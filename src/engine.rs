//! The recursive mapping engine: one output record per root context node.

use crate::document::{XmlDocument, XmlNode};
use crate::error::TransformError;
use crate::query::QueryContext;
use crate::spec::{SpecNode, Specification};
use indexmap::IndexMap;
use log::debug;
use serde_json::{Map, Value};
use xmlmap_xpath1::Namespaces;

/// Maps `spec` once per node selected by `root_path`, in document order.
///
/// Fails with `ContextNotFound` when `root_path` selects nothing. Absent fields inside
/// a record are never an error.
pub fn transform_all(
    spec: &Specification,
    root_path: &str,
    namespaces: &Namespaces,
    document: &XmlDocument<'_>,
) -> Result<Vec<Value>, TransformError> {
    let query = QueryContext::new(document, namespaces);
    map_records(spec, root_path, &query)
}

/// The first record of [`transform_all`], or an empty object when there is none.
pub fn transform_first(
    spec: &Specification,
    root_path: &str,
    namespaces: &Namespaces,
    document: &XmlDocument<'_>,
) -> Result<Value, TransformError> {
    let records = transform_all(spec, root_path, namespaces, document)?;
    Ok(records
        .into_iter()
        .next()
        .unwrap_or_else(|| Value::Object(Map::new())))
}

fn map_records<'a>(
    spec: &Specification,
    root_path: &str,
    query: &QueryContext<'a>,
) -> Result<Vec<Value>, TransformError> {
    let contexts = query.context_nodes(root_path, None)?;
    debug!("Root path '{}' selected {} context node(s)", root_path, contexts.len());
    contexts
        .into_iter()
        .map(|context| map_fields(spec.fields(), query, context).map(Value::Object))
        .collect()
}

fn map_fields<'a>(
    fields: &IndexMap<String, SpecNode>,
    query: &QueryContext<'a>,
    context: XmlNode<'a, 'a>,
) -> Result<Map<String, Value>, TransformError> {
    fields
        .iter()
        .map(|(key, node)| Ok((key.clone(), map_node(node, query, context)?)))
        .collect()
}

/// Resolves a single specification node against `context`.
pub fn map_node<'a>(
    node: &SpecNode,
    query: &QueryContext<'a>,
    context: XmlNode<'a, 'a>,
) -> Result<Value, TransformError> {
    match node {
        SpecNode::Leaf { path, repeatable } => {
            let values = query.text_values(path, context)?;
            Ok(if *repeatable {
                Value::Array(values.into_iter().map(Value::String).collect())
            } else {
                values.into_iter().next().map_or(Value::Null, Value::String)
            })
        }
        SpecNode::Rescope {
            context: path,
            values,
            repeatable,
        } => {
            // Unlike the root path, a nested context with no match is not an error.
            let records = query
                .match_nodes(path, Some(context))?
                .into_iter()
                .map(|nested| map_fields(values, query, nested).map(Value::Object))
                .collect::<Result<Vec<_>, _>>()?;
            Ok(if *repeatable {
                Value::Array(records)
            } else {
                records
                    .into_iter()
                    .next()
                    .unwrap_or_else(|| Value::Object(Map::new()))
            })
        }
        SpecNode::Group(fields) => map_fields(fields, query, context).map(Value::Object),
        SpecNode::List(items) => items
            .iter()
            .map(|item| map_node(item, query, context))
            .collect::<Result<Vec<_>, _>>()
            .map(Value::Array),
        SpecNode::Literal(value) => Ok(value.clone()),
    }
}
//! The mapping specification, parsed once from JSON into an explicit tree.
//!
//! Shapes are recognised by their keys:
//!
//! - `{"path": "...", "repeatable": bool}` is a [`SpecNode::Leaf`] (`xpath` is accepted
//!   as an alias of `path`).
//! - `{"context": "...", "values": {...}, "repeatable": bool}` is a [`SpecNode::Rescope`].
//! - Any other object is a [`SpecNode::Group`], arrays are [`SpecNode::List`]s and
//!   scalars are passed through as [`SpecNode::Literal`]s.

use crate::error::SpecError;
use indexmap::IndexMap;
use serde_json::{Map, Value};

const PATH: &str = "path";
const PATH_ALIAS: &str = "xpath";
const CONTEXT: &str = "context";
const VALUES: &str = "values";
const REPEATABLE: &str = "repeatable";

#[derive(Debug, Clone, PartialEq)]
pub enum SpecNode {
    /// String values of the nodes `path` selects from the current context.
    Leaf { path: String, repeatable: bool },
    /// Maps `values` once per node `context` selects from the current context.
    Rescope {
        context: String,
        values: IndexMap<String, SpecNode>,
        repeatable: bool,
    },
    Group(IndexMap<String, SpecNode>),
    List(Vec<SpecNode>),
    Literal(Value),
}

/// A validated mapping specification. Field order is the output key order.
#[derive(Debug, Clone, Default, PartialEq)]
pub struct Specification {
    fields: IndexMap<String, SpecNode>,
}

impl Specification {
    pub fn new(fields: IndexMap<String, SpecNode>) -> Self {
        Self { fields }
    }

    pub fn from_value(value: &Value) -> Result<Self, SpecError> {
        match value {
            Value::Object(map) => Ok(Self {
                fields: parse_fields(map, "")?,
            }),
            other => Err(SpecError::NotAnObject(json_type(other))),
        }
    }

    pub fn from_json(json: &str) -> Result<Self, crate::error::TransformError> {
        let value: Value = serde_json::from_str(json)?;
        Ok(Self::from_value(&value)?)
    }

    pub fn fields(&self) -> &IndexMap<String, SpecNode> {
        &self.fields
    }

    pub fn is_empty(&self) -> bool {
        self.fields.is_empty()
    }
}

fn json_type(value: &Value) -> &'static str {
    match value {
        Value::Null => "null",
        Value::Bool(_) => "a boolean",
        Value::Number(_) => "a number",
        Value::String(_) => "a string",
        Value::Array(_) => "an array",
        Value::Object(_) => "an object",
    }
}

fn join(at: &str, key: &str) -> String {
    if at.is_empty() {
        key.to_string()
    } else {
        format!("{}.{}", at, key)
    }
}

fn parse_fields(map: &Map<String, Value>, at: &str) -> Result<IndexMap<String, SpecNode>, SpecError> {
    map.iter()
        .map(|(key, value)| Ok((key.clone(), parse_node(value, &join(at, key))?)))
        .collect()
}

fn parse_node(value: &Value, at: &str) -> Result<SpecNode, SpecError> {
    match value {
        Value::Object(map) => {
            let path_key = [PATH, PATH_ALIAS].into_iter().find(|k| map.contains_key(*k));
            let has_context = map.contains_key(CONTEXT);
            let has_values = map.contains_key(VALUES);

            if let Some(path_key) = path_key {
                if has_context || has_values {
                    return Err(SpecError::ConflictingKeys {
                        at: at.to_string(),
                        key: path_key,
                    });
                }
                parse_leaf(map, path_key, at)
            } else if has_context || has_values {
                parse_rescope(map, at)
            } else {
                Ok(SpecNode::Group(parse_fields(map, at)?))
            }
        }
        Value::Array(items) => items
            .iter()
            .enumerate()
            .map(|(i, item)| parse_node(item, &format!("{}[{}]", at, i)))
            .collect::<Result<Vec<_>, _>>()
            .map(SpecNode::List),
        scalar => Ok(SpecNode::Literal(scalar.clone())),
    }
}

fn parse_leaf(map: &Map<String, Value>, path_key: &'static str, at: &str) -> Result<SpecNode, SpecError> {
    reject_unexpected_keys(map, &[path_key, REPEATABLE], "path", at)?;
    Ok(SpecNode::Leaf {
        path: string_member(map, path_key, at)?,
        repeatable: repeatable(map, at)?,
    })
}

fn parse_rescope(map: &Map<String, Value>, at: &str) -> Result<SpecNode, SpecError> {
    let missing_key = |present, missing| SpecError::MissingKey {
        at: at.to_string(),
        present,
        missing,
    };
    if !map.contains_key(VALUES) {
        return Err(missing_key(CONTEXT, VALUES));
    }
    if !map.contains_key(CONTEXT) {
        return Err(missing_key(VALUES, CONTEXT));
    }
    reject_unexpected_keys(map, &[CONTEXT, VALUES, REPEATABLE], "context", at)?;

    let values = match &map[VALUES] {
        Value::Object(values) => parse_fields(values, at)?,
        _ => {
            return Err(SpecError::InvalidType {
                at: at.to_string(),
                key: VALUES.to_string(),
                expected: "an object",
            });
        }
    };
    Ok(SpecNode::Rescope {
        context: string_member(map, CONTEXT, at)?,
        values,
        repeatable: repeatable(map, at)?,
    })
}

fn reject_unexpected_keys(
    map: &Map<String, Value>,
    allowed: &[&str],
    directive: &'static str,
    at: &str,
) -> Result<(), SpecError> {
    match map.keys().find(|k| !allowed.contains(&k.as_str())) {
        Some(key) => Err(SpecError::UnexpectedKey {
            at: at.to_string(),
            key: key.clone(),
            directive,
        }),
        None => Ok(()),
    }
}

fn string_member(map: &Map<String, Value>, key: &str, at: &str) -> Result<String, SpecError> {
    match map.get(key) {
        Some(Value::String(s)) => Ok(s.clone()),
        _ => Err(SpecError::InvalidType {
            at: at.to_string(),
            key: key.to_string(),
            expected: "a string",
        }),
    }
}

fn repeatable(map: &Map<String, Value>, at: &str) -> Result<bool, SpecError> {
    match map.get(REPEATABLE) {
        None => Ok(false),
        Some(Value::Bool(b)) => Ok(*b),
        Some(_) => Err(SpecError::InvalidType {
            at: at.to_string(),
            key: REPEATABLE.to_string(),
            expected: "a boolean",
        }),
    }
}

#[cfg(test)]
mod tests {
    use super::*;
    use serde_json::json;

    fn leaf(path: &str, repeatable: bool) -> SpecNode {
        SpecNode::Leaf {
            path: path.to_string(),
            repeatable,
        }
    }

    #[test]
    fn test_parses_every_shape() {
        let spec = Specification::from_value(&json!({
            "id": { "path": ".//identifier", "repeatable": true },
            "title": { "xpath": ".//title" },
            "location": { "city": { "path": "@city" }, "source": "feed" },
            "constituent": {
                "context": ".//constituent",
                "values": { "name": { "path": "text()" } }
            },
            "tags": ["a", { "path": "@tag" }],
            "version": 2
        }))
        .unwrap();

        let fields = spec.fields();
        assert_eq!(
            fields.keys().collect::<Vec<_>>(),
            vec!["id", "title", "location", "constituent", "tags", "version"]
        );
        assert_eq!(fields["id"], leaf(".//identifier", true));
        assert_eq!(fields["title"], leaf(".//title", false));
        match &fields["location"] {
            SpecNode::Group(group) => {
                assert_eq!(group["city"], leaf("@city", false));
                assert_eq!(group["source"], SpecNode::Literal(json!("feed")));
            }
            other => panic!("Expected a group, got {:?}", other),
        }
        match &fields["constituent"] {
            SpecNode::Rescope {
                context,
                values,
                repeatable,
            } => {
                assert_eq!(context, ".//constituent");
                assert_eq!(values["name"], leaf("text()", false));
                assert!(!repeatable);
            }
            other => panic!("Expected a rescope, got {:?}", other),
        }
        assert_eq!(
            fields["tags"],
            SpecNode::List(vec![SpecNode::Literal(json!("a")), leaf("@tag", false)])
        );
        assert_eq!(fields["version"], SpecNode::Literal(json!(2)));
    }

    #[test]
    fn test_top_level_must_be_an_object() {
        assert_eq!(
            Specification::from_value(&json!([1, 2])).unwrap_err(),
            SpecError::NotAnObject("an array")
        );
    }

    #[test]
    fn test_context_and_values_come_together() {
        let err = Specification::from_value(&json!({
            "a": { "b": { "context": ".//x" } }
        }))
        .unwrap_err();
        assert_eq!(
            err,
            SpecError::MissingKey {
                at: "a.b".to_string(),
                present: "context",
                missing: "values"
            }
        );

        let err = Specification::from_value(&json!({ "a": { "values": {} } })).unwrap_err();
        assert!(matches!(err, SpecError::MissingKey { missing: "context", .. }));
    }

    #[test]
    fn test_path_conflicts_with_rescope_keys() {
        let err = Specification::from_value(&json!({
            "a": { "path": "x", "context": "y", "values": {} }
        }))
        .unwrap_err();
        assert_eq!(
            err,
            SpecError::ConflictingKeys {
                at: "a".to_string(),
                key: "path"
            }
        );
    }

    #[test]
    fn test_unexpected_keys_in_directives() {
        let err = Specification::from_value(&json!({
            "a": { "path": "x", "default": "n/a" }
        }))
        .unwrap_err();
        assert_eq!(
            err,
            SpecError::UnexpectedKey {
                at: "a".to_string(),
                key: "default".to_string(),
                directive: "path"
            }
        );

        // Both spellings at once is ambiguous.
        let err = Specification::from_value(&json!({ "a": { "path": "x", "xpath": "y" } }))
            .unwrap_err();
        assert!(matches!(err, SpecError::UnexpectedKey { ref key, .. } if key == "xpath"));
    }

    #[test]
    fn test_member_types_are_checked() {
        let cases = [
            (json!({ "a": { "path": 3 } }), "path", "a string"),
            (json!({ "a": { "path": "x", "repeatable": "yes" } }), "repeatable", "a boolean"),
            (json!({ "a": { "context": "x", "values": [] } }), "values", "an object"),
            (json!({ "a": { "context": null, "values": {} } }), "context", "a string"),
        ];
        for (value, bad_key, bad_expected) in cases {
            match Specification::from_value(&value).unwrap_err() {
                SpecError::InvalidType { at, key, expected } => {
                    assert_eq!(at, "a");
                    assert_eq!(key, bad_key);
                    assert_eq!(expected, bad_expected);
                }
                other => panic!("Expected an invalid type error, got {:?}", other),
            }
        }
    }

    #[test]
    fn test_errors_inside_rescope_values_report_their_location() {
        let err = Specification::from_value(&json!({
            "constituent": {
                "context": ".//c",
                "values": { "dates": [{ "path": 1 }] }
            }
        }))
        .unwrap_err();
        assert!(matches!(err, SpecError::InvalidType { ref at, .. } if at == "constituent.dates[0]"));
    }

    #[test]
    fn test_from_json_reports_syntax_errors() {
        assert!(matches!(
            Specification::from_json("{ not json"),
            Err(crate::error::TransformError::Config(_))
        ));
        assert!(Specification::from_json("{}").unwrap().is_empty());
    }
}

********************

WHAT THIS TASK INVOLVES. Scan the entries above and show each line that contains the word "constituent".

ANSWER.
            "constituent": {
                "context": ".//constituent",
            vec!["id", "title", "location", "constituent", "tags", "version"]
        match &fields["constituent"] {
                assert_eq!(context, ".//constituent");
            "constituent": {
        assert!(matches!(err, SpecError::InvalidType { ref at, .. } if at == "constituent.dates[0]"));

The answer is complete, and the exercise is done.